Ils s’embrassèrent et allèrent se coucher chacun de son côté.

IV

La nuit, Adrien fit un rêve étrange. Il se voyait Thésée combattant le Minotaure et Alexia en Ariane qu’il laisserait abandonnée à Dionysos dans l’île de Naxos.  Il rêvait qu’il était à présent  plus âgé et qu’il avait perdu toute trace d’Alexia qu’il recherchait sur les réseaux sociaux sans aucun succès. La jeune fille avait été victime du Minotaure et lui ne pouvait plus rien sans elle. Il se réveilla en sueur dans la chaleur de l’été grec et but un verre d’eau.  Il se rendait compte que sa compagne était plus qu’une amie mais il ne savait pas comment le lui avouer. Il se disait qu’il finirait par la perdre dans le labyrinthe des relations humaines s’il ne lui déclarait pas son amour. Il alla se recoucher et réussit tant bien que mal à se rendormir.

Le lendemain il était maussade. Alexia cependant ne s’aperçut de rien et le conduisit à la plage comme si de rien était.  Il observait les autres jeunes filles et se demandait ce que sa compagne avait de spécial pour l’obséder ainsi, quelque lien mystérieux issu d’une vie antérieure peut-être ? Mais il ne savait pas s’il devait croire aux vies antérieures.  Ils passèrent une semaine ainsi au bord de la mer avant de rentrer.
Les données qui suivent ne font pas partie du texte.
//! Built-in demo tools.

use crate::{Tool, ToolError, ToolRegistry};
use colony_core::{ToolParam, ToolSchema};
use serde_json::{Map, Value};

fn number(args: &Map<String, Value>, name: &str) -> Result<f64, ToolError> {
    args.get(name)
        .and_then(Value::as_f64)
        .ok_or_else(|| ToolError::invalid_arguments(format!("{name} must be a number")))
}

fn string<'a>(args: &'a Map<String, Value>, name: &str) -> Result<&'a str, ToolError> {
    args.get(name)
        .and_then(Value::as_str)
        .ok_or_else(|| ToolError::invalid_arguments(format!("{name} must be a string")))
}

fn calculator() -> Tool {
    let schema = ToolSchema::new("calculator", "Perform basic arithmetic operations")
        .with_param(ToolParam::string(
            "operation",
            "add, subtract, multiply, divide",
            true,
        ))
        .with_param(ToolParam::number("a", "First number", true))
        .with_param(ToolParam::number("b", "Second number", true));

    Tool::simple(schema, |args| {
        let operation = string(args, "operation")?;
        let a = number(args, "a")?;
        let b = number(args, "b")?;
        let result = match operation {
            "add" => a + b,
            "subtract" => a - b,
            "multiply" => a * b,
            "divide" => {
                if b == 0.0 {
                    return Err(ToolError::execution("division by zero"));
                }
                a / b
            }
            other => {
                return Err(ToolError::execution(format!("unknown operation: {other}")));
            }
        };
        Ok(format!("{result:.2}"))
    })
}

fn weather() -> Tool {
    let schema = ToolSchema::new("weather", "Get weather information for a city")
        .with_param(ToolParam::string("city", "City name", true));

    Tool::simple(schema, |args| {
        let city = string(args, "city")?;
        Ok(format!("Weather in {city}: Sunny, 25°C"))
    })
}

fn current_time() -> Tool {
    let schema = ToolSchema::new("current_time", "Get current time");

    Tool::simple(schema, |_args| {
        Ok(chrono::Utc::now().format("%Y-%m-%d %H:%M:%S").to_string())
    })
}

/// Register the built-in tool set.
pub fn register_builtins(registry: &ToolRegistry) -> Result<(), ToolError> {
    registry.register(calculator())?;
    registry.register(weather())?;
    registry.register(current_time())
}

#[cfg(test)]
mod tests {
    use super::*;
    use serde_json::json;

    fn args(value: Value) -> Map<String, Value> {
        match value {
            Value::Object(map) => map,
            _ => panic!("args must be an object"),
        }
    }

    async fn run(tool: &Tool, value: Value) -> Result<String, ToolError> {
        use tokio_util::sync::CancellationToken;
        let ctx = crate::ToolContext {
            agent_id: colony_core::AgentId::primary(),
            cancel: CancellationToken::new(),
        };
        (tool.function)(ctx, args(value)).await
    }

    #[tokio::test]
    async fn calculator_adds() {
        let result = run(&calculator(), json!({"operation": "add", "a": 2, "b": 2}))
            .await
            .unwrap();
        assert_eq!(result, "4.00");
    }

    #[tokio::test]
    async fn calculator_rejects_division_by_zero() {
        let result = run(&calculator(), json!({"operation": "divide", "a": 1, "b": 0})).await;
        assert!(matches!(result, Err(ToolError::Execution(_))));
    }

    #[tokio::test]
    async fn calculator_rejects_missing_operand() {
        let result = run(&calculator(), json!({"operation": "add", "a": 2})).await;
        assert!(matches!(result, Err(ToolError::InvalidArguments(_))));
    }

    #[tokio::test]
    async fn weather_is_canned() {
        let result = run(&weather(), json!({"city": "Oslo"})).await.unwrap();
        assert_eq!(result, "Weather in Oslo: Sunny, 25°C");
    }

    #[test]
    fn builtins_register_once() {
        let registry = ToolRegistry::new();
        register_builtins(&registry).unwrap();
        assert!(registry.contains("calculator"));
        assert!(registry.contains("weather"));
        assert!(registry.contains("current_time"));
        assert!(register_builtins(&registry).is_err());
    }
}
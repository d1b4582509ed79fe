//! Typed client for the launcher HTTP API.
//!
//! Submits tasks, polls for results, and checks health. Task execution is
//! asynchronous on the server side, so [`Client::wait_for_result`] is the
//! usual way to run a task to completion.

use colony_core::{AgentId, Message};
use serde::{Deserialize, Serialize};
use std::time::Duration;
use tokio::time::{sleep, Instant};

const DEFAULT_TIMEOUT: Duration = Duration::from_secs(30);
const POLL_INTERVAL: Duration = Duration::from_secs(2);

/// Client errors.
#[derive(Debug, thiserror::Error)]
pub enum ClientError {
    #[error("request failed: {0}")]
    Http(String),

    #[error("unexpected status {status}: {body}")]
    Api { status: u16, body: String },

    #[error("task {agent_id} failed: {message}")]
    TaskFailed { agent_id: AgentId, message: String },

    #[error("timed out waiting for task {0}")]
    WaitTimeout(AgentId),
}

impl From<reqwest::Error> for ClientError {
    fn from(err: reqwest::Error) -> Self {
        Self::Http(err.to_string())
    }
}

/// `POST /tasks` request body.
#[derive(Debug, Clone, Default, Serialize)]
pub struct TaskRequest {
    pub task: String,
    #[serde(skip_serializing_if = "String::is_empty")]
    pub system_prompt: String,
    #[serde(skip_serializing_if = "Vec::is_empty")]
    pub conversation: Vec<Message>,
    #[serde(skip_serializing_if = "Option::is_none")]
    pub tools: Option<Vec<String>>,
}

impl TaskRequest {
    pub fn new(task: impl Into<String>) -> Self {
        Self {
            task: task.into(),
            ..Default::default()
        }
    }

    pub fn with_system_prompt(mut self, prompt: impl Into<String>) -> Self {
        self.system_prompt = prompt.into();
        self
    }

    pub fn with_tools(mut self, tools: Vec<String>) -> Self {
        self.tools = Some(tools);
        self
    }
}

/// `POST /tasks` response body.
#[derive(Debug, Deserialize)]
pub struct TaskResponse {
    pub agent_id: AgentId,
    pub status: String,
}

/// `GET /results` response body.
#[derive(Debug, Deserialize)]
pub struct TaskResult {
    pub agent_id: String,
    pub status: String,
    #[serde(default)]
    pub result: Option<String>,
    #[serde(default)]
    pub message: Option<String>,
}

/// Launcher API client.
pub struct Client {
    base_url: String,
    http: reqwest::Client,
}

impl Client {
    pub fn new(base_url: impl Into<String>) -> Self {
        Self {
            base_url: base_url.into(),
            http: reqwest::Client::builder()
                .timeout(DEFAULT_TIMEOUT)
                .build()
                .unwrap_or_else(|_| reqwest::Client::new()),
        }
    }

    /// Submit a task; returns immediately with the pending agent id.
    pub async fn create_task(&self, request: &TaskRequest) -> Result<TaskResponse, ClientError> {
        let response = self
            .http
            .post(format!("{}/tasks", self.base_url))
            .json(request)
            .send()
            .await?;
        Self::decode(response).await
    }

    /// Fetch the current state of a task.
    pub async fn get_result(&self, agent_id: &AgentId) -> Result<TaskResult, ClientError> {
        let response = self
            .http
            .get(format!("{}/results", self.base_url))
            .query(&[("agent_id", agent_id.as_str())])
            .send()
            .await?;
        Self::decode(response).await
    }

    /// Poll until the task reaches a terminal state or `timeout` elapses.
    pub async fn wait_for_result(
        &self,
        agent_id: &AgentId,
        timeout: Duration,
    ) -> Result<String, ClientError> {
        let deadline = Instant::now() + timeout;
        loop {
            let result = self.get_result(agent_id).await?;
            match result.status.as_str() {
                "completed" => return Ok(result.result.unwrap_or_default()),
                "failed" => {
                    return Err(ClientError::TaskFailed {
                        agent_id: agent_id.clone(),
                        message: result.message.unwrap_or_default(),
                    });
                }
                _ => {}
            }
            if Instant::now() >= deadline {
                return Err(ClientError::WaitTimeout(agent_id.clone()));
            }
            sleep(POLL_INTERVAL.min(deadline - Instant::now())).await;
        }
    }

    /// Whether the launcher reports itself healthy.
    pub async fn health(&self) -> Result<(), ClientError> {
        let response = self
            .http
            .get(format!("{}/health", self.base_url))
            .send()
            .await?;
        if response.status().is_success() {
            Ok(())
        } else {
            Err(ClientError::Api {
                status: response.status().as_u16(),
                body: response.text().await.unwrap_or_default(),
            })
        }
    }

    async fn decode<T: serde::de::DeserializeOwned>(
        response: reqwest::Response,
    ) -> Result<T, ClientError> {
        let status = response.status();
        if !status.is_success() {
            return Err(ClientError::Api {
                status: status.as_u16(),
                body: response.text().await.unwrap_or_default(),
            });
        }
        response
            .json()
            .await
            .map_err(|err| ClientError::Http(err.to_string()))
    }
}

#[cfg(test)]
mod tests {
    use super::*;
    use axum::routing::{get, post};
    use axum::{Json, Router};
    use serde_json::json;

    async fn serve(app: Router) -> String {
        let listener = tokio::net::TcpListener::bind("127.0.0.1:0").await.unwrap();
        let addr = listener.local_addr().unwrap();
        tokio::spawn(async move {
            axum::serve(listener, app).await.unwrap();
        });
        format!("http://{addr}")
    }

    #[test]
    fn request_omits_empty_optionals() {
        let body = serde_json::to_value(TaskRequest::new("say hi")).unwrap();
        assert_eq!(body, json!({"task": "say hi"}));

        let body = serde_json::to_value(
            TaskRequest::new("2+2").with_tools(vec!["calculator".into()]),
        )
        .unwrap();
        assert_eq!(body["tools"], json!(["calculator"]));
    }

    #[tokio::test]
    async fn create_and_poll_round_trip() {
        let agent_id = AgentId::primary();
        let id_for_tasks = agent_id.clone();
        let id_for_results = agent_id.clone();
        let app = Router::new()
            .route(
                "/tasks",
                post(move || {
                    let agent_id = id_for_tasks.clone();
                    async move { Json(json!({"agent_id": agent_id, "status": "pending"})) }
                }),
            )
            .route(
                "/results",
                get(move || {
                    let agent_id = id_for_results.clone();
                    async move {
                        Json(json!({
                            "agent_id": agent_id,
                            "status": "completed",
                            "result": "hi",
                        }))
                    }
                }),
            );
        let client = Client::new(serve(app).await);

        let created = client.create_task(&TaskRequest::new("say hi")).await.unwrap();
        assert_eq!(created.status, "pending");
        assert_eq!(created.agent_id, agent_id);

        let result = client
            .wait_for_result(&created.agent_id, Duration::from_secs(5))
            .await
            .unwrap();
        assert_eq!(result, "hi");
    }

    #[tokio::test]
    async fn failed_task_surfaces_its_message() {
        let app = Router::new().route(
            "/results",
            get(|| async {
                Json(json!({
                    "agent_id": "agent:x",
                    "status": "failed",
                    "message": "boom",
                }))
            }),
        );
        let client = Client::new(serve(app).await);

        let agent_id = AgentId::primary();
        let outcome = client
            .wait_for_result(&agent_id, Duration::from_secs(5))
            .await;
        match outcome {
            Err(ClientError::TaskFailed { message, .. }) => assert_eq!(message, "boom"),
            other => panic!("unexpected outcome: {other:?}"),
        }
    }

    #[tokio::test]
    async fn api_errors_carry_status() {
        let app = Router::new().route(
            "/tasks",
            post(|| async {
                (
                    axum::http::StatusCode::INTERNAL_SERVER_ERROR,
                    Json(json!({"error": "broker down"})),
                )
            }),
        );
        let client = Client::new(serve(app).await);

        let outcome = client.create_task(&TaskRequest::new("t")).await;
        match outcome {
            Err(ClientError::Api { status, .. }) => assert_eq!(status, 500),
            other => panic!("unexpected outcome: {other:?}"),
        }
    }
}
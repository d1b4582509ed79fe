//! The provider seam.
//!
//! A provider is a pure function from message history and tool schemas to a
//! new message sequence. It receives the bus so adapters can publish the
//! informational streaming events while producing a response.

use crate::LlmError;
use async_trait::async_trait;
use colony_bus::EventBus;
use colony_core::{AgentId, Message, ToolSchema};
use std::collections::VecDeque;
use std::sync::Mutex;

/// An LLM backend. Alternative providers (API adapters, test doubles) are
/// substitutable behind this trait.
#[async_trait]
pub trait LlmProvider: Send + Sync {
    async fn complete(
        &self,
        messages: &[Message],
        tools: &[ToolSchema],
        agent_id: &AgentId,
        bus: &dyn EventBus,
    ) -> Result<Vec<Message>, LlmError>;

    fn name(&self) -> &'static str;
}

/// Scripted provider for tests: returns each queued outcome in order, then
/// fails.
#[derive(Default)]
pub struct ScriptedProvider {
    outcomes: Mutex<VecDeque<Result<Vec<Message>, String>>>,
}

impl ScriptedProvider {
    pub fn new() -> Self {
        Self::default()
    }

    pub fn respond(self, messages: Vec<Message>) -> Self {
        self.outcomes
            .lock()
            .expect("outcomes lock")
            .push_back(Ok(messages));
        self
    }

    pub fn fail(self, error: impl Into<String>) -> Self {
        self.outcomes
            .lock()
            .expect("outcomes lock")
            .push_back(Err(error.into()));
        self
    }
}

#[async_trait]
impl LlmProvider for ScriptedProvider {
    async fn complete(
        &self,
        _messages: &[Message],
        _tools: &[ToolSchema],
        _agent_id: &AgentId,
        _bus: &dyn EventBus,
    ) -> Result<Vec<Message>, LlmError> {
        let next = self.outcomes.lock().expect("outcomes lock").pop_front();
        match next {
            Some(Ok(messages)) => Ok(messages),
            Some(Err(error)) => Err(LlmError::Provider(error)),
            None => Err(LlmError::Provider("script exhausted".into())),
        }
    }

    fn name(&self) -> &'static str {
        "scripted"
    }
}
Puis Alexia conduisit son condisciple en pleine nuit à l’aéroport en lui donnant rendez-vous à la rentrée. Adrien voyagea seul par Vienne et se retrouva avec son bagage plein de souvenirs à l’aéroport de Genève.

Plus tard il devint archéologue tandis qu’Alexia retourna en Grèce se marier. Ils se perdirent de vue. Ce fut la vengeance du Minotaure…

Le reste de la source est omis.